The Nobel Prizes were established through the will of Alfred Nobel, who amassed a fortune from his invention of dynamite.
Since 1901, with occasional interruptions, the prizes have annually recognised achievements in science, literature and peace. Economics was a later addition.
Physics was the first category mentioned in Nobel’s will, likely reflecting the prominence of the field during his time. Today the Nobel Prize in physics remains widely regarded as the most prestigious award in the discipline.
Past winners of the Nobel physics prize include some of the most influential figures in the history of science, such as Albert Einstein, Pierre and Marie Curie, Max Planck and Niels Bohr, himself a pioneer of quantum theory.

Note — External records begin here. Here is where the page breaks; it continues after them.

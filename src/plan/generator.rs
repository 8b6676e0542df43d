//! Text-generation collaborator used to embellish plan wording.

use crate::error::{ExperimentError, Result};
use serde_json::Value;
use std::fs;
use std::path::PathBuf;

/// A service that answers a prompt with a JSON object.
///
/// Implementations wrap whatever backend produces the text; the planning
/// layer only relies on this contract and treats every failure as a signal
/// to fall back to deterministic output.
pub trait TextGenerator {
    fn generate_json(&self, system: &str, prompt: &str) -> Result<Value>;
}

/// Replays a JSON response stored on disk, ignoring the prompt.
#[derive(Debug, Clone)]
pub struct JsonFileGenerator {
    path: PathBuf,
}

impl JsonFileGenerator {
    pub fn new(path: impl Into<PathBuf>) -> Self {
        Self { path: path.into() }
    }
}

impl TextGenerator for JsonFileGenerator {
    fn generate_json(&self, _system: &str, _prompt: &str) -> Result<Value> {
        let text = fs::read_to_string(&self.path)
            .map_err(|e| ExperimentError::Generation(format!("{}: {}", self.path.display(), e)))?;
        serde_json::from_str(&text)
            .map_err(|e| ExperimentError::Generation(format!("malformed JSON in {}: {}", self.path.display(), e)))
    }
}
//! Integration tests recovering injected effects with the causal estimators.

use abcausal::prelude::*;
use tempfile::NamedTempFile;

fn jitter(i: usize) -> f64 {
    ((i * 7919) % 101) as f64 / 1000.0 - 0.05
}

/// 20 units over 2018..=2025; units 10.. are treated and gain 2.0 from 2022.
fn did_panel() -> Dataset {
    let (mut unit, mut time, mut treat, mut y) = (Vec::new(), Vec::new(), Vec::new(), Vec::new());
    let mut k = 0;
    for u in 0..20 {
        for t in 2018..=2025 {
            let d = if u >= 10 { 1.0 } else { 0.0 };
            let post = if t >= 2022 { 1.0 } else { 0.0 };
            unit.push(u as f64);
            time.push(t as f64);
            treat.push(d);
            y.push(5.0 + 0.5 * u as f64 + (t - 2018) as f64 + 3.0 * d + 2.0 * d * post + jitter(k));
            k += 1;
        }
    }
    Dataset::new()
        .with_continuous("unit", unit)
        .unwrap()
        .with_continuous("time", time)
        .unwrap()
        .with_continuous("treat", treat)
        .unwrap()
        .with_continuous("y", y)
        .unwrap()
}

#[test]
fn test_did_recovers_interaction() {
    let method: ObservationalMethod = serde_yaml::from_str(
        "method: did\nunit_col: unit\ntime_col: time\ntreatment_col: treat\noutcome_col: y\npost_period_start: 2022\n",
    )
    .unwrap();
    let result = analyze_observational(&did_panel(), &method).unwrap();

    assert!((result.effect - 2.0).abs() < 0.2, "effect {}", result.effect);
    assert!(result.p_value.unwrap() < 0.001);
    assert!(result.ci_lower.unwrap() < result.effect && result.effect < result.ci_upper.unwrap());
}

#[test]
fn test_did_two_by_two_panel() {
    // Control 10 -> 11, treated 12 -> 15: (15 - 12) - (11 - 10) = 2.
    let data = Dataset::new()
        .with_categorical("unit", vec!["c", "c", "t", "t"])
        .unwrap()
        .with_continuous("time", vec![0.0, 1.0, 0.0, 1.0])
        .unwrap()
        .with_continuous("treat", vec![0.0, 0.0, 1.0, 1.0])
        .unwrap()
        .with_continuous("y", vec![10.0, 11.0, 12.0, 15.0])
        .unwrap();
    let did = DifferenceInDifferences::new("unit", "time", "treat", "y", 1.0);
    let result = did.fit(&data).unwrap();

    assert!((result.effect - 2.0).abs() < 1e-9, "effect {}", result.effect);
    assert!(result.p_value.is_none());
    assert!(result.ci_lower.is_none() && result.ci_upper.is_none());
    assert_eq!(result.details["n_obs"], 4);
}

#[test]
fn test_did_on_generated_panel() {
    let config = DidPanelConfig {
        n_rows: 2000,
        ..DidPanelConfig::default()
    };
    let data = generate_did_panel(&config).unwrap();
    let did = DifferenceInDifferences::new("unit", "time", "treat", "y", 2023.0);
    let result = did.fit(&data).unwrap();
    assert!((result.effect - config.att).abs() < 5.0, "effect {}", result.effect);
}

/// Treated unit is an exact mix of three controls plus 3.0 after 2015.
fn scm_panel() -> Dataset {
    let (mut unit, mut time, mut y) = (Vec::new(), Vec::new(), Vec::new());
    for t in 2000..2020i64 {
        let s = (t - 2000) as f64;
        let b = 50.0 + s;
        let c = 80.0 + 0.5 * s + ((t * 7) % 5) as f64;
        let d = 30.0 + 2.0 * ((t * 3) % 7) as f64;
        let a = 0.5 * b + 0.3 * c + 0.2 * d + 10.0 + if t >= 2015 { 3.0 } else { 0.0 };
        for (name, value) in [("A", a), ("B", b), ("C", c), ("D", d)] {
            unit.push(name);
            time.push(t as f64);
            y.push(value);
        }
    }
    Dataset::new()
        .with_categorical("unit", unit)
        .unwrap()
        .with_continuous("time", time)
        .unwrap()
        .with_continuous("y", y)
        .unwrap()
}

#[test]
fn test_scm_recovers_lift() {
    let scm = SyntheticControl::new("unit", "time", "y", "A", 2015.0).with_method(ScmMethod::Ols);
    let result = analyze_observational(&scm_panel(), &ObservationalMethod::Scm(scm)).unwrap();

    assert!((result.effect - 3.0).abs() < 0.5, "effect {}", result.effect);
    assert_eq!(result.method, "Synthetic Control Method");
    assert!(result.details.contains_key("weights"));
}

#[test]
fn test_scm_unknown_treated_unit() {
    let scm = SyntheticControl::new("unit", "time", "y", "Z", 2015.0);
    assert!(scm.fit(&scm_panel()).is_err());
}

#[test]
fn test_hte_separates_segments_after_csv_round_trip() {
    let (mut x, mut seg, mut treat, mut y) = (Vec::new(), Vec::new(), Vec::new(), Vec::new());
    for i in 0..200 {
        let xi = (i % 50) as f64 / 50.0;
        let d = if i % 2 == 0 { 0.0 } else { 1.0 };
        let high = xi > 0.5;
        x.push(xi);
        seg.push(if high { "high" } else { "low" });
        treat.push(d);
        y.push(xi + d * if high { 4.0 } else { 0.0 } + jitter(i));
    }
    let data = Dataset::new()
        .with_continuous("x", x)
        .unwrap()
        .with_categorical("segment", seg)
        .unwrap()
        .with_continuous("treat", treat)
        .unwrap()
        .with_continuous("y", y)
        .unwrap();

    let file = NamedTempFile::new().unwrap();
    data.to_csv(file.path()).unwrap();
    let loaded = Dataset::from_csv(file.path()).unwrap();

    let learner = HteLearner::new(RandomForestRegressor::new().with_n_estimators(30).with_seed(3));
    let scored = learner.fit_predict(&loaded, &["x"], "treat", "y").unwrap();
    let insights = find_sensitive_segments(&scored, "cate").unwrap();

    let segment = insights.iter().find(|s| s.feature == "segment").unwrap();
    assert_eq!(segment.best_group, "high");
    assert_eq!(segment.worst_group, "low");
    assert!(segment.best_effect > segment.worst_effect + 2.0);
}
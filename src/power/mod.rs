//! Sample size and power computation for experiment planning.

pub mod sample_size;
pub mod simulate;

pub use sample_size::{
    calculate_sample_size, classic_two_proportion_sample_size, estimate_duration_days,
    PowerRequest, PowerResult,
};
pub use simulate::{simulate_power_two_proportion, SimulationConfig};
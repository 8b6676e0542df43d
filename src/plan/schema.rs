//! Typed experiment plan records.

use crate::error::{ExperimentError, Result};
use serde::{Deserialize, Serialize};
use std::fmt;
use std::str::FromStr;

/// Planning request for a two-arm conversion experiment.
#[derive(Debug, Clone, PartialEq, Serialize, Deserialize)]
pub struct ExperimentInputs {
    /// Business goal (at least 5 characters).
    pub goal: String,
    pub baseline_rate: f64,
    pub mde_abs: f64,
    pub alpha: f64,
    pub target_power: f64,
    /// Eligible units per day; 0 when unknown.
    pub traffic_per_day: u64,
    pub allocation_treatment: f64,
    pub allocation_control: f64,
    pub randomization_unit: String,
    pub primary_metric: String,
    /// Attribution window of the primary metric, 1 to 60 days.
    pub metric_window_days: u32,
    #[serde(default)]
    pub guardrails: Vec<String>,
    #[serde(default)]
    pub segments: Vec<String>,
}

fn open_unit(name: &str, value: f64) -> Result<()> {
    if value.is_finite() && value > 0.0 && value < 1.0 {
        Ok(())
    } else {
        Err(ExperimentError::InvalidParameter(format!(
            "{} must be in (0, 1), got {}",
            name, value
        )))
    }
}

impl ExperimentInputs {
    /// Check field ranges and cross-field constraints.
    pub fn validate(&self) -> Result<()> {
        if self.goal.trim().chars().count() < 5 {
            return Err(ExperimentError::InvalidParameter(
                "goal must be at least 5 characters".to_string(),
            ));
        }
        open_unit("baseline_rate", self.baseline_rate)?;
        open_unit("mde_abs", self.mde_abs)?;
        open_unit("target_power", self.target_power)?;
        if !(self.alpha > 0.0 && self.alpha < 0.5) {
            return Err(ExperimentError::InvalidParameter(format!(
                "alpha must be in (0, 0.5), got {}",
                self.alpha
            )));
        }
        if self.baseline_rate + self.mde_abs >= 1.0 {
            return Err(ExperimentError::InvalidParameter(
                "baseline_rate + mde_abs must be below 1".to_string(),
            ));
        }
        open_unit("allocation_treatment", self.allocation_treatment)?;
        open_unit("allocation_control", self.allocation_control)?;
        if ((self.allocation_treatment + self.allocation_control) - 1.0).abs() > 1e-6 {
            return Err(ExperimentError::InvalidParameter(
                "allocation_treatment + allocation_control must be 1.0".to_string(),
            ));
        }
        if self.primary_metric.trim().is_empty() {
            return Err(ExperimentError::InvalidParameter(
                "primary_metric cannot be empty".to_string(),
            ));
        }
        if !(1..=60).contains(&self.metric_window_days) {
            return Err(ExperimentError::InvalidParameter(format!(
                "metric_window_days must be in 1..=60, got {}",
                self.metric_window_days
            )));
        }
        Ok(())
    }

    /// The smaller of the two allocations.
    pub fn min_allocation(&self) -> f64 {
        self.allocation_treatment.min(self.allocation_control)
    }

    /// First line of the goal, shortened to 75 characters.
    pub fn default_title(&self) -> String {
        let line = self.goal.trim().lines().next().unwrap_or_default();
        if line.chars().count() > 75 {
            let head: String = line.chars().take(72).collect();
            format!("{}...", head)
        } else {
            line.to_string()
        }
    }
}

/// Desired direction of a metric.
#[derive(Debug, Clone, Copy, PartialEq, Eq, Serialize, Deserialize)]
#[serde(rename_all = "lowercase")]
pub enum Direction {
    Increase,
    Decrease,
}

impl FromStr for Direction {
    type Err = ExperimentError;

    fn from_str(s: &str) -> Result<Self> {
        match s.trim().to_ascii_lowercase().as_str() {
            "increase" => Ok(Direction::Increase),
            "decrease" => Ok(Direction::Decrease),
            other => Err(ExperimentError::InvalidParameter(format!(
                "direction must be increase or decrease, got '{}'",
                other
            ))),
        }
    }
}

impl fmt::Display for Direction {
    fn fmt(&self, f: &mut fmt::Formatter<'_>) -> fmt::Result {
        f.write_str(match self {
            Direction::Increase => "increase",
            Direction::Decrease => "decrease",
        })
    }
}

#[derive(Debug, Clone, PartialEq, Serialize, Deserialize)]
pub struct MetricSpec {
    pub name: String,
    pub definition: String,
    pub direction: Direction,
    pub window_days: u32,
}

#[derive(Debug, Clone, PartialEq, Serialize, Deserialize)]
pub struct ExperimentDesign {
    pub randomization_unit: String,
    pub population: String,
    #[serde(default)]
    pub exclusions: Vec<String>,
    /// How treatment is assigned and persisted.
    pub assignment: String,
    pub ramp_plan: String,
    /// Planned run length, 1 to 365 days.
    pub duration_days: u32,
}

/// Deterministic sizing that generated text may never change.
#[derive(Debug, Clone, PartialEq, Serialize, Deserialize)]
pub struct PowerPlan {
    pub test: String,
    pub alpha: f64,
    pub power: f64,
    pub baseline_rate: f64,
    pub mde_abs: f64,
    pub n_per_group: u64,
    pub total_n: u64,
    pub estimated_days: Option<u64>,
    pub notes: String,
}

#[derive(Debug, Clone, PartialEq, Serialize, Deserialize)]
pub struct AnalysisPlan {
    pub srm_check: String,
    pub primary_test: String,
    pub effect_reporting: String,
    pub multiple_testing_note: String,
    pub segment_policy: String,
    pub stopping_rule: String,
}

/// A complete experiment plan.
#[derive(Debug, Clone, PartialEq, Serialize, Deserialize)]
pub struct ExperimentSpec {
    pub title: String,
    pub hypothesis: String,
    pub inputs: ExperimentInputs,
    pub primary_metric: MetricSpec,
    #[serde(default)]
    pub guardrail_metrics: Vec<MetricSpec>,
    pub design: ExperimentDesign,
    pub power: PowerPlan,
    pub analysis: AnalysisPlan,
    #[serde(default)]
    pub risks: Vec<String>,
    #[serde(default)]
    pub open_questions: Vec<String>,
}
//! Closed-form sample size for two-group experiments.
//!
//! For a target effect δ (absolute MDE) the required size per group is
//!
//! ```text
//! n = ceil( (z_crit + z_power)² · σ²_combined / δ² )
//! ```
//!
//! where `σ²_combined` is `p0(1−p0) + p1(1−p1)` for binary metrics and `2σ²`
//! for continuous ones, optionally multiplied by `(1 − ρ²)` when CUPED with
//! pre-period correlation ρ is planned.

use crate::data::MetricType;
use crate::error::{ExperimentError, Result};
use serde::{Deserialize, Serialize};
use statrs::distribution::{ContinuousCDF, Normal};

/// Bound used to keep rates away from 0 and 1.
const RATE_EPSILON: f64 = 1e-9;

fn default_alpha() -> f64 {
    0.05
}

fn default_power() -> f64 {
    0.8
}

fn default_two_sided() -> bool {
    true
}

/// Inputs for a sample size calculation.
#[derive(Debug, Clone, PartialEq, Serialize, Deserialize)]
pub struct PowerRequest {
    /// Binary (rate) or continuous (mean) metric.
    pub metric_type: MetricType,
    /// Baseline conversion rate (binary) or mean (continuous).
    pub baseline: f64,
    /// Absolute minimum detectable effect.
    pub mde_abs: f64,
    /// Significance level.
    #[serde(default = "default_alpha")]
    pub alpha: f64,
    /// Target power (1 − β).
    #[serde(default = "default_power")]
    pub power: f64,
    /// Two-sided or one-sided test.
    #[serde(default = "default_two_sided")]
    pub two_sided: bool,
    /// Standard deviation of a continuous metric.
    #[serde(default)]
    pub std_dev: Option<f64>,
    /// Pre-period correlation ρ when CUPED is planned.
    #[serde(default)]
    pub cuped_correlation: Option<f64>,
}

impl PowerRequest {
    /// Request for a binary metric with α = 0.05, power = 0.8, two-sided.
    pub fn binary(baseline_rate: f64, mde_abs: f64) -> Self {
        Self {
            metric_type: MetricType::Binary,
            baseline: baseline_rate,
            mde_abs,
            alpha: default_alpha(),
            power: default_power(),
            two_sided: true,
            std_dev: None,
            cuped_correlation: None,
        }
    }

    /// Request for a continuous metric with α = 0.05, power = 0.8, two-sided.
    pub fn continuous(mean: f64, mde_abs: f64) -> Self {
        Self {
            metric_type: MetricType::Continuous,
            ..Self::binary(mean, mde_abs)
        }
    }

    /// Set significance level.
    pub fn with_alpha(mut self, alpha: f64) -> Self {
        self.alpha = alpha;
        self
    }

    /// Set target power.
    pub fn with_power(mut self, power: f64) -> Self {
        self.power = power;
        self
    }

    /// Use a one-sided critical value.
    pub fn one_sided(mut self) -> Self {
        self.two_sided = false;
        self
    }

    /// Set the standard deviation of a continuous metric.
    pub fn with_std_dev(mut self, std_dev: f64) -> Self {
        self.std_dev = Some(std_dev);
        self
    }

    /// Plan for CUPED with the given pre-period correlation.
    pub fn with_cuped(mut self, correlation: f64) -> Self {
        self.cuped_correlation = Some(correlation);
        self
    }

    /// Reject out-of-range inputs before any computation.
    pub fn validate(&self) -> Result<()> {
        let open_unit = |v: f64| v > 0.0 && v < 1.0;
        if !open_unit(self.alpha) {
            return Err(ExperimentError::InvalidParameter(format!(
                "alpha must be in (0, 1), got {}",
                self.alpha
            )));
        }
        if !open_unit(self.power) {
            return Err(ExperimentError::InvalidParameter(format!(
                "power must be in (0, 1), got {}",
                self.power
            )));
        }
        if !self.mde_abs.is_finite() || self.mde_abs < 0.0 {
            return Err(ExperimentError::InvalidParameter(format!(
                "mde_abs must be a non-negative number, got {}",
                self.mde_abs
            )));
        }
        if !self.baseline.is_finite() {
            return Err(ExperimentError::InvalidParameter(
                "baseline must be finite".to_string(),
            ));
        }
        if self.metric_type == MetricType::Binary && !open_unit(self.baseline) {
            return Err(ExperimentError::InvalidParameter(format!(
                "baseline rate must be in (0, 1), got {}",
                self.baseline
            )));
        }
        if let Some(sd) = self.std_dev {
            if !(sd.is_finite() && sd > 0.0) {
                return Err(ExperimentError::InvalidParameter(format!(
                    "std_dev must be positive, got {}",
                    sd
                )));
            }
        }
        if let Some(rho) = self.cuped_correlation {
            if !(rho.is_finite() && rho.abs() < 1.0) {
                return Err(ExperimentError::InvalidParameter(format!(
                    "CUPED correlation must be in (-1, 1), got {}",
                    rho
                )));
            }
        }
        if self.metric_type == MetricType::Continuous
            && self.std_dev.is_none()
            && self.baseline == 0.0
        {
            return Err(ExperimentError::InvalidParameter(
                "continuous metric needs std_dev when the baseline mean is 0".to_string(),
            ));
        }
        Ok(())
    }
}

/// Required sample size and the quantities it was derived from.
#[derive(Debug, Clone, PartialEq, Serialize, Deserialize)]
pub struct PowerResult {
    /// Required units per group.
    pub n_per_group: u64,
    /// Units across both groups (`2 × n_per_group`).
    pub total_n: u64,
    /// Critical value of the standard normal for α.
    pub z_alpha: f64,
    /// Standard normal quantile of the target power.
    pub z_beta: f64,
    /// Human-readable statement of the modelling assumptions.
    pub assumptions: String,
}

fn clamp_rate(p: f64) -> f64 {
    p.clamp(RATE_EPSILON, 1.0 - RATE_EPSILON)
}

fn standard_normal() -> Result<Normal> {
    Normal::new(0.0, 1.0).map_err(ExperimentError::distribution)
}

/// Critical values `(z_alpha, z_beta)` for a design.
fn critical_values(alpha: f64, power: f64, two_sided: bool) -> Result<(f64, f64)> {
    let normal = standard_normal()?;
    let tail = if two_sided { alpha / 2.0 } else { alpha };
    Ok((normal.inverse_cdf(1.0 - tail), normal.inverse_cdf(power)))
}

/// Compute the per-group sample size for a two-group comparison.
///
/// A zero MDE requests no detectable effect and yields `n_per_group = 0`.
pub fn calculate_sample_size(request: &PowerRequest) -> Result<PowerResult> {
    request.validate()?;

    let (z_alpha, z_beta) = critical_values(request.alpha, request.power, request.two_sided)?;
    let mut notes: Vec<String> = Vec::new();

    let mut variance = match request.metric_type {
        MetricType::Binary => {
            let p0 = clamp_rate(request.baseline);
            let p1 = clamp_rate(p0 + request.mde_abs);
            notes.push("Two-proportion z-test, normal approximation".to_string());
            p0 * (1.0 - p0) + p1 * (1.0 - p1)
        }
        MetricType::Continuous => {
            let sigma = match request.std_dev {
                Some(sd) => sd,
                None => {
                    notes.push(
                        "std_dev not supplied: the baseline mean is used as a rough standard \
                         deviation (unverified approximation)"
                            .to_string(),
                    );
                    request.baseline.abs()
                }
            };
            notes.push("Two-sample comparison of means, normal approximation".to_string());
            2.0 * sigma * sigma
        }
    };

    match request.cuped_correlation {
        Some(rho) => {
            variance *= 1.0 - rho * rho;
            notes.push(format!(
                "CUPED variance reduction with pre-period correlation {:.3} (factor {:.3})",
                rho,
                1.0 - rho * rho
            ));
        }
        None => notes.push("no CUPED/variance reduction".to_string()),
    }
    notes.push(format!(
        "{} test at alpha {}; independent samples; equal allocation; fixed horizon",
        if request.two_sided { "two-sided" } else { "one-sided" },
        request.alpha
    ));

    let n_per_group = if request.mde_abs == 0.0 {
        0
    } else {
        let n = (z_alpha + z_beta).powi(2) * variance / request.mde_abs.powi(2);
        n.ceil() as u64
    };

    Ok(PowerResult {
        n_per_group,
        total_n: 2 * n_per_group,
        z_alpha,
        z_beta,
        assumptions: notes.join("; "),
    })
}

/// Textbook two-proportion sizing with a pooled variance under the null.
///
/// `n = (z_α·√(2p̄(1−p̄)) + z_β·√(p0(1−p0) + p1(1−p1)))² / δ²`, two-sided,
/// floored at one unit per group.
pub fn classic_two_proportion_sample_size(
    baseline_rate: f64,
    mde_abs: f64,
    alpha: f64,
    power: f64,
) -> Result<PowerResult> {
    let request = PowerRequest::binary(baseline_rate, mde_abs)
        .with_alpha(alpha)
        .with_power(power);
    request.validate()?;
    if mde_abs == 0.0 {
        return Err(ExperimentError::InvalidParameter(
            "mde_abs must be positive for the pooled-null formula".to_string(),
        ));
    }

    let (z_alpha, z_beta) = critical_values(alpha, power, true)?;
    let p0 = baseline_rate;
    let p1 = p0 + mde_abs;
    let p_bar = (p0 + p1) / 2.0;

    let term_null = z_alpha * (2.0 * p_bar * (1.0 - p_bar)).sqrt();
    let term_alt = z_beta * (p0 * (1.0 - p0) + p1 * (1.0 - p1)).max(0.0).sqrt();
    let n = (term_null + term_alt).powi(2) / mde_abs.powi(2);
    let n_per_group = (n.ceil() as u64).max(1);

    Ok(PowerResult {
        n_per_group,
        total_n: 2 * n_per_group,
        z_alpha,
        z_beta,
        assumptions: "Two-proportion z-test with pooled variance under H0; two-sided; \
                      independent samples; fixed horizon"
            .to_string(),
    })
}

/// Days needed to enrol `total_n` units at the given daily eligible traffic.
///
/// Returns `None` when traffic is not positive.
pub fn estimate_duration_days(total_n: u64, traffic_per_day: f64) -> Option<u64> {
    if !(traffic_per_day.is_finite() && traffic_per_day > 0.0) {
        return None;
    }
    Some((total_n as f64 / traffic_per_day).ceil() as u64)
}

#[cfg(test)]
mod tests {
    use super::*;
    use approx::assert_relative_eq;

    #[test]
    fn test_binary_reference_value() {
        let res = calculate_sample_size(&PowerRequest::binary(0.05, 0.01)).unwrap();

        // (1.95996 + 0.84162)^2 * (0.0475 + 0.0564) / 0.0001 = 8154.99
        assert!((8154..=8156).contains(&res.n_per_group), "n = {}", res.n_per_group);
        assert_eq!(res.total_n, 2 * res.n_per_group);
        assert_relative_eq!(res.z_alpha, 1.959964, epsilon = 1e-5);
        assert_relative_eq!(res.z_beta, 0.841621, epsilon = 1e-5);
    }

    #[test]
    fn test_one_sided_needs_fewer_units() {
        let two = calculate_sample_size(&PowerRequest::binary(0.1, 0.02)).unwrap();
        let one = calculate_sample_size(&PowerRequest::binary(0.1, 0.02).one_sided()).unwrap();

        assert!(one.n_per_group < two.n_per_group);
        assert_relative_eq!(one.z_alpha, 1.644854, epsilon = 1e-5);
    }

    #[test]
    fn test_continuous_with_std_dev() {
        let req = PowerRequest::continuous(50.0, 2.0).with_std_dev(10.0);
        let res = calculate_sample_size(&req).unwrap();

        // 7.8489 * 200 / 4 = 392.4
        assert_eq!(res.n_per_group, 393);
    }

    #[test]
    fn test_continuous_without_std_dev_uses_mean() {
        let with_mean = calculate_sample_size(&PowerRequest::continuous(10.0, 1.0)).unwrap();
        let explicit =
            calculate_sample_size(&PowerRequest::continuous(10.0, 1.0).with_std_dev(10.0)).unwrap();

        assert_eq!(with_mean.n_per_group, explicit.n_per_group);
        assert!(with_mean.assumptions.contains("approximation"));
    }

    #[test]
    fn test_cuped_reduces_sample_size() {
        let base = calculate_sample_size(&PowerRequest::binary(0.1, 0.01)).unwrap();
        let cuped = calculate_sample_size(&PowerRequest::binary(0.1, 0.01).with_cuped(0.5)).unwrap();

        assert!(cuped.n_per_group < base.n_per_group);
        // variance factor 0.75
        let ratio = cuped.n_per_group as f64 / base.n_per_group as f64;
        assert_relative_eq!(ratio, 0.75, epsilon = 1e-3);
    }

    #[test]
    fn test_zero_mde_is_zero_sample() {
        let res = calculate_sample_size(&PowerRequest::binary(0.1, 0.0)).unwrap();
        assert_eq!(res.n_per_group, 0);
        assert_eq!(res.total_n, 0);
    }

    #[test]
    fn test_clamped_rate_near_one() {
        let res = calculate_sample_size(&PowerRequest::binary(0.95, 0.1)).unwrap();
        assert!(res.n_per_group >= 1);
    }

    #[test]
    fn test_invalid_inputs_rejected() {
        assert!(calculate_sample_size(&PowerRequest::binary(0.0, 0.01)).is_err());
        assert!(calculate_sample_size(&PowerRequest::binary(1.2, 0.01)).is_err());
        assert!(calculate_sample_size(&PowerRequest::binary(0.1, -0.01)).is_err());
        assert!(calculate_sample_size(&PowerRequest::binary(0.1, 0.01).with_alpha(1.0)).is_err());
        assert!(calculate_sample_size(&PowerRequest::binary(0.1, 0.01).with_power(0.0)).is_err());
        assert!(calculate_sample_size(&PowerRequest::binary(0.1, 0.01).with_cuped(1.0)).is_err());
        assert!(calculate_sample_size(&PowerRequest::continuous(0.0, 1.0)).is_err());
        assert!(
            calculate_sample_size(&PowerRequest::continuous(5.0, 1.0).with_std_dev(-1.0)).is_err()
        );
    }

    #[test]
    fn test_classic_formula_is_close_to_planning_formula() {
        let planning = calculate_sample_size(&PowerRequest::binary(0.05, 0.01)).unwrap();
        let classic = classic_two_proportion_sample_size(0.05, 0.01, 0.05, 0.8).unwrap();

        let rel = (classic.n_per_group as f64 - planning.n_per_group as f64).abs()
            / planning.n_per_group as f64;
        assert!(rel < 0.05, "relative difference {}", rel);
    }

    #[test]
    fn test_duration() {
        assert_eq!(estimate_duration_days(1000, 300.0), Some(4));
        assert_eq!(estimate_duration_days(900, 300.0), Some(3));
        assert_eq!(estimate_duration_days(1000, 0.0), None);
        assert_eq!(estimate_duration_days(1000, -5.0), None);
    }

    #[test]
    fn test_request_yaml_defaults() {
        let yaml = "metric_type: binary\nbaseline: 0.1\nmde_abs: 0.02\n";
        let req: PowerRequest = serde_yaml::from_str(yaml).unwrap();

        assert_eq!(req, PowerRequest::binary(0.1, 0.02));
    }
}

Last year’s prize was won by US scientist John Hoopfield and British-Canadian Geoffrey Hinton for breakthroughs in machine learning that spurred the artificial intelligence boom, a development about which both have also expressed concerns.
In keeping with tradition, physics is the second Nobel to be awarded this week, after two American and one Japanese scientists won the medicine prize for breakthroughs in understanding the immune system.
The chemistry prize is due next, on Wednesday.
The science, literature and economics prizes are presented to the laureates by the Swedish king at a ceremony in Stockholm on December 10th, the anniversary of Alfred Nobel’s death, followed by a lavish banquet at city hall.